Today, I want to talk to you about your time and effectiveness as a leader. Now, in most churches, there are three categories of development. There’s dumping. There’s delegating. And there’s developing.
If you are commanding others to do things in your ministry or strongly telling them exactly where you want them to be and what you want them to do, you are not a developer. You are a dumper. You are just dumping information to get jobs done. You don’t care about the person or the position. You are just filling a hole.
If you are teaching and training others, that’s a little bit better. You are actually delegating. You care about the person. You care about the role and the responsibilities. You are matching those people up and assigning them well, but development requires something more.

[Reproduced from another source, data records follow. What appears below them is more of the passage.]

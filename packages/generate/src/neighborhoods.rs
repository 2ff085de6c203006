//! Neighborhood generator.
//!
//! Lays the region out as a grid with one cell per neighborhood and draws a
//! star-shaped boundary inside each cell, so boundaries never overlap.
//! Cells are shuffled first so neighborhood ids do not follow a visible
//! row-major sweep across the map.

use std::collections::BTreeSet;

use rand::Rng;
use rand::seq::SliceRandom as _;
use streetlights_entity_models::Neighborhood;
use streetlights_spatial::{BoundingRegion, sample_star_polygon};

use crate::config::NeighborhoodSettings;
use crate::{GenerateError, Stage};

/// Locality names used as the base of every neighborhood name.
const BASE_NAMES: &[&str] = &[
    "Koramangala",
    "Indiranagar",
    "Whitefield",
    "Jayanagar",
    "Malleshwaram",
    "HSR Layout",
    "Electronic City",
    "Hebbal",
    "Yelahanka",
    "BTM Layout",
    "Banashankari",
    "Rajajinagar",
    "Marathahalli",
    "JP Nagar",
    "Basavanagudi",
    "Sadashivanagar",
    "Frazer Town",
    "Ulsoor",
    "Bellandur",
    "Sarjapur",
    "Vijayanagar",
    "RT Nagar",
    "Domlur",
    "Kengeri",
];

/// Returns the `index`-th unique neighborhood name.
///
/// The first pass uses the base names as-is; later passes append
/// `Phase 2`, `Phase 3`, and so on.
#[must_use]
pub fn neighborhood_name(index: usize) -> String {
    let base = BASE_NAMES[index % BASE_NAMES.len()];
    match index / BASE_NAMES.len() {
        0 => base.to_string(),
        round => format!("{base} Phase {}", round + 1),
    }
}

/// Formats a neighborhood id such as `NBH-007`.
#[must_use]
pub fn neighborhood_id(index: usize) -> String {
    format!("NBH-{:03}", index + 1)
}

/// Generates `count` neighborhoods inside `region`.
///
/// # Errors
///
/// Returns [`GenerateError::Spatial`] if a cell cannot produce a simple,
/// non-zero-area boundary within the attempt budget, or
/// [`GenerateError::Invariant`] if a name collision slips through.
pub fn generate<R: Rng + ?Sized>(
    rng: &mut R,
    region: &BoundingRegion,
    settings: &NeighborhoodSettings,
    count: usize,
) -> Result<Vec<Neighborhood>, GenerateError> {
    let mut cells = region.grid_cells(count);
    cells.shuffle(rng);

    let mut names = BTreeSet::new();
    let mut neighborhoods = Vec::with_capacity(count);

    for (i, cell) in cells.iter().enumerate() {
        let boundary = sample_star_polygon(
            rng,
            cell,
            settings.vertices,
            settings.max_polygon_attempts,
        )
        .map_err(|source| GenerateError::Spatial {
            stage: Stage::Neighborhoods,
            source,
        })?;

        let name = neighborhood_name(i);
        if !names.insert(name.clone()) {
            return Err(GenerateError::invariant(
                Stage::Neighborhoods,
                format!("duplicate neighborhood name '{name}'"),
            ));
        }

        neighborhoods.push(Neighborhood {
            id: neighborhood_id(i),
            name,
            population: rng.gen_range(settings.population_min..=settings.population_max),
            boundary,
        });
    }

    log::info!("Generated {} neighborhoods", neighborhoods.len());
    Ok(neighborhoods)
}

If you want to get someone to the next level and actually focus on their development, you must begin to coach and model to them. This is a higher form of development. The reason why most people don’t do this is because it takes extra time. It takes extra energy and everything that goes along with it. It’s often easier to command and tell in the short term. And while it might be better if you can train and teach, ultimately if you want to get things done on a long-term basis and want to be a good leader, you want to develop people.
However, you can’t truly develop someone unless you are spending that intentional time coaching and modeling to them exactly what you want them to do. In the long run, it takes you and them more time, but it’s very much more effective.
So now that you understand the differences between dumping, delegating, and developing, what are you going to do about it?